O Fed, presidido por Jerome Powell, tem dito que conseguirá levar a inflação americana para a meta de 2% sem causar recessão, mas cada vez mais gente já aposta que a taxa de juros pode ir além de 3,5%, e com isso acabe causando uma retração maior no futuro. “Um pouso leve da economia americana nunca foi feito em condições como as que existem agora. Os casos em que se conseguiu fazer isso sem causar recessão aconteceram com o desemprego entre 5,5% ou 6%, por exemplo”, lembra Solange Srour, economista-chefe do banco Credit Suisse no Brasil. Em seis das sete vezes que a taxa de juros subiu tão rápido assim, desde 1955, a economia caiu em recessão até um ano e meio depois.
Muitas nações enfrentam desafios similares aos dos americanos. Ao todo, os bancos centrais de 38 países, o que corresponde a 60% do total monitorado pelo Banco de Compensações Internacionais (BIS, na sigla em inglês), já elevaram suas taxas de juros — o que inclui o Brasil. Nessa esteira de ajustes, o Banco Mundial revisou, na última semana, suas projeções do PIB mundial, cortando as expectativas de expansão do crescimento global de 4,1% para 2,9% em 2022, e de 3,2% para 3%, em 2023. Em relação ao Brasil, a expectativa melhorou para este ano, indo para 1,5%, mas caiu de 2,7% para 0,8%, em 2023. A boa notícia é que ninguém espera uma crise tão grande como as do impacto da Covid em 2020 ou a causada pelo setor financeiro e imobiliário americano em 2008. A nova e possível recessão lembra mais as causadas por inflação nos anos 1970 e 1980, também influenciadas pelos preços da energia, mas as condições econômicas hoje são melhores.

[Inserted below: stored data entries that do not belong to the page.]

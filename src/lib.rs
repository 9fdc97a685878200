//! Image-sharing HTTP API: sign up, log in, upload image metadata (title and
//! URL), list, fetch and delete images. Protected routes use HTTP Basic
//! authentication checked on every request.

pub mod app;
pub mod auth;
pub mod config;
pub mod db;
pub mod docs;
pub mod error;
pub mod images;
pub mod state;
pub mod store;
pub mod validation;
//! HTTP error taxonomy. Every handler returns `ApiResult<T>`; the error side
//! renders as `{"error": <code>, "message": <text>, "details"?: [...]}`.

use axum::{
    http::{header, HeaderValue, StatusCode},
    response::{IntoResponse, Response},
    Json,
};
use serde::{Deserialize, Serialize};
use tracing::error;
use utoipa::ToSchema;

use crate::auth::services::UserError;
use crate::images::services::ImageError;

pub type ApiResult<T> = Result<T, ApiError>;

#[derive(Debug, thiserror::Error)]
pub enum ApiError {
    /// 422, structural problems with the input.
    #[error("validation failed: {} errors", .0.len())]
    Validation(Vec<ValidationErrorDetail>),

    #[error("bad request: {0}")]
    BadRequest(String),

    /// 401. Deliberately carries no detail.
    #[error("unauthorized")]
    Unauthorized,

    #[error("forbidden: {0}")]
    Forbidden(String),

    #[error("not found: {0}")]
    NotFound(String),

    #[error("conflict: {0}")]
    Conflict(String),

    /// 500. The source is logged, never sent to the client.
    #[error(transparent)]
    Internal(#[from] anyhow::Error),
}

#[derive(Debug, Clone, PartialEq, Eq, Serialize, Deserialize, ToSchema)]
pub struct ValidationErrorDetail {
    pub field: String,
    pub message: String,
}

#[derive(Debug, Serialize, Deserialize, ToSchema)]
pub struct ErrorResponse {
    pub error: String,
    pub message: String,
    #[serde(skip_serializing_if = "Option::is_none")]
    pub details: Option<Vec<ValidationErrorDetail>>,
}

impl IntoResponse for ApiError {
    fn into_response(self) -> Response {
        let (status, code, message, details) = match self {
            ApiError::Validation(details) => (
                StatusCode::UNPROCESSABLE_ENTITY,
                "validation_error",
                "Request validation failed".to_string(),
                Some(details),
            ),
            ApiError::BadRequest(msg) => (StatusCode::BAD_REQUEST, "bad_request", msg, None),
            ApiError::Unauthorized => (
                StatusCode::UNAUTHORIZED,
                "unauthorized",
                "Unauthorized".to_string(),
                None,
            ),
            ApiError::Forbidden(msg) => (StatusCode::FORBIDDEN, "forbidden", msg, None),
            ApiError::NotFound(msg) => (StatusCode::NOT_FOUND, "not_found", msg, None),
            ApiError::Conflict(msg) => (StatusCode::CONFLICT, "conflict", msg, None),
            ApiError::Internal(err) => {
                error!(error = ?err, "internal error");
                (
                    StatusCode::INTERNAL_SERVER_ERROR,
                    "internal_error",
                    "An internal error occurred".to_string(),
                    None,
                )
            }
        };

        let body = Json(ErrorResponse {
            error: code.to_string(),
            message,
            details,
        });
        let mut response = (status, body).into_response();
        if status == StatusCode::UNAUTHORIZED {
            response.headers_mut().insert(
                header::WWW_AUTHENTICATE,
                HeaderValue::from_static(r#"Basic realm="images""#),
            );
        }
        response
    }
}

/// Request fields are camelCase on the wire; validator reports the Rust name.
fn wire_name(field: &str) -> String {
    let mut out = String::with_capacity(field.len());
    let mut upper = false;
    for c in field.chars() {
        if c == '_' {
            upper = true;
        } else if upper {
            out.extend(c.to_uppercase());
            upper = false;
        } else {
            out.push(c);
        }
    }
    out
}

impl From<validator::ValidationErrors> for ApiError {
    fn from(errors: validator::ValidationErrors) -> Self {
        let mut details: Vec<ValidationErrorDetail> = errors
            .field_errors()
            .iter()
            .flat_map(|(field, errors)| {
                let field = wire_name(field);
                errors.iter().map(move |error| ValidationErrorDetail {
                    field: field.clone(),
                    message: error
                        .message
                        .as_ref()
                        .map(|m| m.to_string())
                        .unwrap_or_else(|| format!("{} is invalid", field)),
                })
            })
            .collect();
        details.sort_by(|a, b| a.field.cmp(&b.field));
        ApiError::Validation(details)
    }
}

impl From<UserError> for ApiError {
    fn from(err: UserError) -> Self {
        match err {
            UserError::UsernameTaken(_)
            | UserError::InvalidCredentials
            | UserError::InvalidOldPassword => ApiError::BadRequest(err.to_string()),
            UserError::Internal(e) => ApiError::Internal(e),
        }
    }
}

impl From<ImageError> for ApiError {
    fn from(err: ImageError) -> Self {
        match err {
            ImageError::Duplicate => ApiError::Conflict(err.to_string()),
            ImageError::NotFound => ApiError::NotFound(err.to_string()),
            ImageError::Forbidden => ApiError::Forbidden(err.to_string()),
            ImageError::Internal(e) => ApiError::Internal(e),
        }
    }
}

#[cfg(test)]
mod tests {
    use super::*;
    use validator::Validate;

    #[test]
    fn error_display() {
        let err = ApiError::NotFound("Image not found".to_string());
        assert_eq!(err.to_string(), "not found: Image not found");
        assert_eq!(ApiError::Unauthorized.to_string(), "unauthorized");
    }

    #[test]
    fn statuses_follow_taxonomy() {
        let cases = [
            (ApiError::Validation(vec![]), StatusCode::UNPROCESSABLE_ENTITY),
            (ApiError::BadRequest("x".into()), StatusCode::BAD_REQUEST),
            (ApiError::Unauthorized, StatusCode::UNAUTHORIZED),
            (ApiError::Forbidden("x".into()), StatusCode::FORBIDDEN),
            (ApiError::NotFound("x".into()), StatusCode::NOT_FOUND),
            (ApiError::Conflict("x".into()), StatusCode::CONFLICT),
            (
                ApiError::Internal(anyhow::anyhow!("db down")),
                StatusCode::INTERNAL_SERVER_ERROR,
            ),
        ];
        for (err, status) in cases {
            assert_eq!(err.into_response().status(), status);
        }
    }

    #[test]
    fn unauthorized_sets_basic_challenge() {
        let response = ApiError::Unauthorized.into_response();
        let challenge = response.headers().get(header::WWW_AUTHENTICATE).unwrap();
        assert!(challenge.to_str().unwrap().starts_with("Basic"));
    }

    #[test]
    fn user_errors_map_to_bad_request() {
        let err: ApiError = UserError::UsernameTaken("alice".into()).into();
        match err {
            ApiError::BadRequest(msg) => assert_eq!(msg, "Username alice already exists"),
            other => panic!("unexpected {other:?}"),
        }
    }

    #[test]
    fn image_errors_map_to_distinct_statuses() {
        assert!(matches!(ApiError::from(ImageError::Forbidden), ApiError::Forbidden(_)));
        assert!(matches!(ApiError::from(ImageError::NotFound), ApiError::NotFound(_)));
        assert!(matches!(ApiError::from(ImageError::Duplicate), ApiError::Conflict(_)));
    }

    #[derive(Validate)]
    struct TagForm {
        #[validate(length(min = 1, message = "name is required"))]
        name: String,
        #[validate(length(max = 2))]
        tag: String,
    }

    #[test]
    fn validation_errors_become_sorted_details() {
        let errs = TagForm {
            name: String::new(),
            tag: "long".into(),
        }
        .validate()
        .unwrap_err();
        match ApiError::from(errs) {
            ApiError::Validation(details) => {
                assert_eq!(
                    details,
                    vec![
                        ValidationErrorDetail {
                            field: "name".into(),
                            message: "name is required".into(),
                        },
                        ValidationErrorDetail {
                            field: "tag".into(),
                            message: "tag is invalid".into(),
                        },
                    ]
                );
            }
            other => panic!("unexpected {other:?}"),
        }
    }

    #[derive(Validate)]
    struct SnakeFields {
        #[validate(length(min = 1))]
        new_password: String,
    }

    #[test]
    fn validation_details_use_wire_field_names() {
        let errs = SnakeFields {
            new_password: String::new(),
        }
        .validate()
        .unwrap_err();
        match ApiError::from(errs) {
            ApiError::Validation(details) => {
                assert_eq!(details.len(), 1);
                assert_eq!(details[0].field, "newPassword");
                assert_eq!(details[0].message, "newPassword is invalid");
            }
            other => panic!("unexpected {other:?}"),
        }
    }

    #[test]
    fn wire_name_camel_cases_snake_fields() {
        assert_eq!(wire_name("image_id"), "imageId");
        assert_eq!(wire_name("old_password"), "oldPassword");
        assert_eq!(wire_name("url"), "url");
    }
}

A má notícia é que, para o Banco Mundial, países como o Brasil são mais vulneráveis. Para piorar, o risco fiscal parece só aumentar com a proximidade das eleições. Na mesma segunda-feira, 6, em que o PT divulgou propostas de governo de Lula que propunham a revogação do teto de gastos e de reformas, o presidente Jair Bolsonaro anunciava a compensação em até 50 bilhões de reais aos estados que zerassem o IPTU de energia, sem propor contrapartidas de cortes para esse desembolso. Como virou brincadeira na Avenida Faria Lima, se, de um lado, Lula diz que não vai respeitar nenhuma regra fiscal, de outro, Bolsonaro já não respeita nenhuma. As sombras se avolumam no horizonte e a tempestade pode ser severa.